• Requirement:
Your output should be the lines of the entries below, exactly, from the first one through the line that holds "references are plain".

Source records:

———

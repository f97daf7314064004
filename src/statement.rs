//! Statement records: the nodes of the proof graph.
//!
//! A [`Statement`] holds the fields every kind shares (identity, owning
//! context, term, cached proof flag, dependencies, identifier) and a
//! [`StatementKind`] carrying the per-kind fields. Cross references are plain
//! [`StatementId`]s resolved through the store, never owning pointers, so a
//! `Statement` value is a transient snapshot of one record.

use std::collections::BTreeSet;

use serde::{Deserialize, Serialize};

use crate::id::StatementId;
use crate::identifier::Identifier;
use crate::term::Term;

/// Which flavor of context a context statement is.
#[derive(Debug, Clone, Copy, PartialEq, Eq, Serialize, Deserialize)]
pub enum ContextKind {
    /// A sub-proof nested inside another context.
    Nested,
    /// The top of a proof's statement tree; has no owning context.
    Root,
    /// A context whose assumptions come from its term with one declaration
    /// unfolded to its value.
    Unfolding { declaration: StatementId },
}

/// Context-specific data.
#[derive(Debug, Clone, PartialEq, Serialize, Deserialize)]
pub struct ContextData {
    pub kind: ContextKind,
    /// Assumption ids in order.
    pub assumptions: Vec<StatementId>,
    /// The final non-function component of the (inner) term.
    pub consequent: Term,
}

/// The per-kind part of a statement.
#[derive(Debug, Clone, PartialEq, Serialize, Deserialize)]
pub enum StatementKind {
    /// A hypothesis of its owning context, at position `order`.
    Assumption { order: usize },
    /// A named value; the statement's term is the value's type.
    Declaration { value: Term },
    /// `general` composed with `instance`.
    Specialization { general: StatementId, instance: Term },
    /// A nested scope with assumptions and a consequent.
    Context(ContextData),
}

impl StatementKind {
    pub fn label(&self) -> &'static str {
        match self {
            StatementKind::Assumption { .. } => "assumption",
            StatementKind::Declaration { .. } => "declaration",
            StatementKind::Specialization { .. } => "specialization",
            StatementKind::Context(data) => match data.kind {
                ContextKind::Nested => "context",
                ContextKind::Root => "root-context",
                ContextKind::Unfolding { .. } => "unfolding-context",
            },
        }
    }
}

/// A node of the proof graph.
#[derive(Debug, Clone, PartialEq, Serialize, Deserialize)]
pub struct Statement {
    pub id: StatementId,
    /// Owning context; `None` only for root contexts.
    pub context_id: Option<StatementId>,
    pub term: Term,
    /// Cached result of the proof rule, maintained by propagation.
    pub proved: bool,
    /// Statements whose variables this one references, plus kind-specific
    /// structural dependencies.
    pub dependencies: BTreeSet<StatementId>,
    pub identifier: Option<Identifier>,
    pub kind: StatementKind,
}

impl Statement {
    /// The variable this statement introduces, typed by its term.
    pub fn variable(&self) -> Term {
        Term::variable(self.id, self.term.clone())
    }

    pub fn is_assumption(&self) -> bool {
        matches!(self.kind, StatementKind::Assumption { .. })
    }

    pub fn is_context(&self) -> bool {
        matches!(self.kind, StatementKind::Context(_))
    }

    pub fn is_root(&self) -> bool {
        matches!(
            self.kind,
            StatementKind::Context(ContextData {
                kind: ContextKind::Root,
                ..
            })
        )
    }

    /// Context data, if this is any flavor of context.
    pub fn context_data(&self) -> Option<&ContextData> {
        match &self.kind {
            StatementKind::Context(data) => Some(data),
            _ => None,
        }
    }

    /// The consequent, if this is a context.
    pub fn consequent(&self) -> Option<&Term> {
        self.context_data().map(|d| &d.consequent)
    }

    /// Ordered assumption ids, empty for non-contexts.
    pub fn assumptions(&self) -> &[StatementId] {
        self.context_data()
            .map(|d| d.assumptions.as_slice())
            .unwrap_or(&[])
    }

    /// Statement ids named by kind-specific fields (general, unfolded
    /// declaration). These are also part of `dependencies`.
    pub fn structural_dependencies(&self) -> Vec<StatementId> {
        match &self.kind {
            StatementKind::Specialization { general, .. } => vec![*general],
            StatementKind::Context(ContextData {
                kind: ContextKind::Unfolding { declaration },
                ..
            }) => vec![*declaration],
            _ => Vec::new(),
        }
    }
}

impl std::fmt::Display for Statement {
    fn fmt(&self, f: &mut std::fmt::Formatter<'_>) -> std::fmt::Result {
        match &self.identifier {
            Some(name) => write!(f, "{} {} [{}]: {}", self.kind.label(), name, self.id, self.term),
            None => write!(f, "{} [{}]: {}", self.kind.label(), self.id, self.term),
        }
    }
}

———

• Result below:
repository f97daf7314064004
filename src/statement.rs
//! Statement records: the nodes of the proof graph.
//!
//! A [`Statement`] holds the fields every kind shares (identity, owning
//! context, term, cached proof flag, dependencies, identifier) and a
//! [`StatementKind`] carrying the per-kind fields. Cross references are plain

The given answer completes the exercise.